金融安定化法案が否決され、アメリカ株式市場は暴落しました。ダウ平均が777ドル安。一日の動きとして、史上最大の下げ幅です。しかしこれ、本当に史上最大の下げでしょうか?
下げ「幅」は史上最大ですが、下げ「率」では7%程度で、911のテロの時の下げ率よりもやや小さく、1987年の所謂ブラック・マンデーの時の下げ率の3分の1にも満ちません。数字の絶対的な大きさなんていくらでも変えることが可能ですから(単位を変えたり、云々)、大切なのは下げ幅ではなく下げ率であることは明らかです。
私も朝にはうっかり「史上最大の下げ幅!」に乗せられてしまいましたが、こう云う誇大広告と云うか煽りには注意が必要です。
法案の否決自体についても同様です。提出された金融安定化法案は全く支持が得られず、修正法案も通るのだろうか、と云うような論調もありますが、実際の決の内容は、反対228、賛成205でかなりの僅差です。

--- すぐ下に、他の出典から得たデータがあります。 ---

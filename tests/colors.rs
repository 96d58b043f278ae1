use catheat::{parse_color, resolve_colors, to_hex, CategoryColors, Color32, HeatmapError, Palette};

fn cats(labels: &[&str]) -> Vec<String> {
    labels.iter().map(|s| s.to_string()).collect()
}

#[test]
fn parses_hex_forms() {
    assert_eq!(parse_color("#ff0000").unwrap(), Color32::RED);
    assert_eq!(parse_color("#F00").unwrap(), Color32::RED);
    assert_eq!(parse_color(" #00ff00 ").unwrap(), Color32::from_rgb(0, 255, 0));
    let [r, g, _, a] = parse_color("#0000ff80").unwrap().to_srgba_unmultiplied();
    assert_eq!((r, g, a), (0, 0, 128));
}

#[test]
fn parses_rgb_and_names() {
    assert_eq!(parse_color("rgb(1, 2, 3)").unwrap(), Color32::from_rgb(1, 2, 3));
    assert_eq!(parse_color("SteelBlue").unwrap(), Color32::from_rgb(70, 130, 180));
    assert_eq!(parse_color("tab:orange").unwrap(), Color32::from_rgb(255, 127, 14));
    assert_eq!(parse_color("k").unwrap(), Color32::BLACK);
}

#[test]
fn rejects_bad_colors() {
    for bad in ["", "#12", "#gggggg", "rgb(1,2)", "rgb(300,0,0)", "notacolor"] {
        assert!(
            matches!(parse_color(bad), Err(HeatmapError::InvalidColor(_))),
            "{bad:?} should fail"
        );
    }
}

#[test]
fn hex_round_trip() {
    assert_eq!(to_hex(Color32::from_rgb(18, 52, 86)), "#123456");
    let translucent = to_hex(parse_color("#12345678").unwrap());
    assert_eq!(translucent.len(), 9);
    assert!(translucent.ends_with("78"));
}

#[test]
fn empty_user_map_uses_palette_in_sorted_order() {
    let palette = Palette::Colors(vec![Color32::RED, Color32::GREEN, Color32::BLUE]);
    let (map, ordered) =
        resolve_colors(&cats(&["a", "b", "c"]), &CategoryColors::new(), &palette).unwrap();
    assert_eq!(ordered, vec![Color32::RED, Color32::GREEN, Color32::BLUE]);
    assert_eq!(map["b"], Color32::GREEN);
}

#[test]
fn missing_labels_are_filled_from_palette() {
    let mut user = CategoryColors::new();
    user.insert("b".to_string(), Color32::BLACK);
    let palette = Palette::Colors(vec![Color32::RED, Color32::GREEN]);
    let (map, ordered) = resolve_colors(&cats(&["a", "b", "c"]), &user, &palette).unwrap();
    assert_eq!(ordered, vec![Color32::RED, Color32::BLACK, Color32::GREEN]);
    assert_eq!(map.len(), 3);
}

#[test]
fn user_entries_for_absent_labels_are_kept() {
    let mut user = CategoryColors::new();
    user.insert("unused".to_string(), Color32::YELLOW);
    let (map, ordered) =
        resolve_colors(&cats(&["a"]), &user, &Palette::Colors(vec![Color32::RED])).unwrap();
    assert_eq!(ordered, vec![Color32::RED]);
    assert_eq!(map["unused"], Color32::YELLOW);
    assert_eq!(map.len(), 2);
}

#[test]
fn complete_user_map_never_consults_palette() {
    let mut user = CategoryColors::new();
    user.insert("a".to_string(), Color32::RED);
    user.insert("b".to_string(), Color32::BLUE);
    let (_, ordered) = resolve_colors(&cats(&["a", "b"]), &user, &Palette::Colors(vec![])).unwrap();
    assert_eq!(ordered, vec![Color32::RED, Color32::BLUE]);
}

#[test]
fn short_palette_for_missing_labels_fails() {
    let mut user = CategoryColors::new();
    user.insert("a".to_string(), Color32::RED);
    let err = resolve_colors(
        &cats(&["a", "b", "c"]),
        &user,
        &Palette::Colors(vec![Color32::BLUE]),
    )
    .unwrap_err();
    assert!(matches!(
        err,
        HeatmapError::NotEnoughColors {
            needed: 2,
            provided: 1
        }
    ));
}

恐らく大統領選前でもあるので、有権者の視線を意識したスタンドプレーもあったのではないでしょうか。「法案はいずれにしろ通るだろう。であれば納税者負担を増やすのはケシカランと云うポーズを自分は取っておいた方が今後の選挙で得だろう。」そう考えて敢えて反対票を入れた議員が12人以上いたとすると、不本意ながらに法案は否決されたことになります。そう考えると、修正法案は恐らく可決されるのではないでしょうか。
本当の差はどこにあるのか。こう云うパニック状態であるからこそ、冷静に見ていく必要があると思います。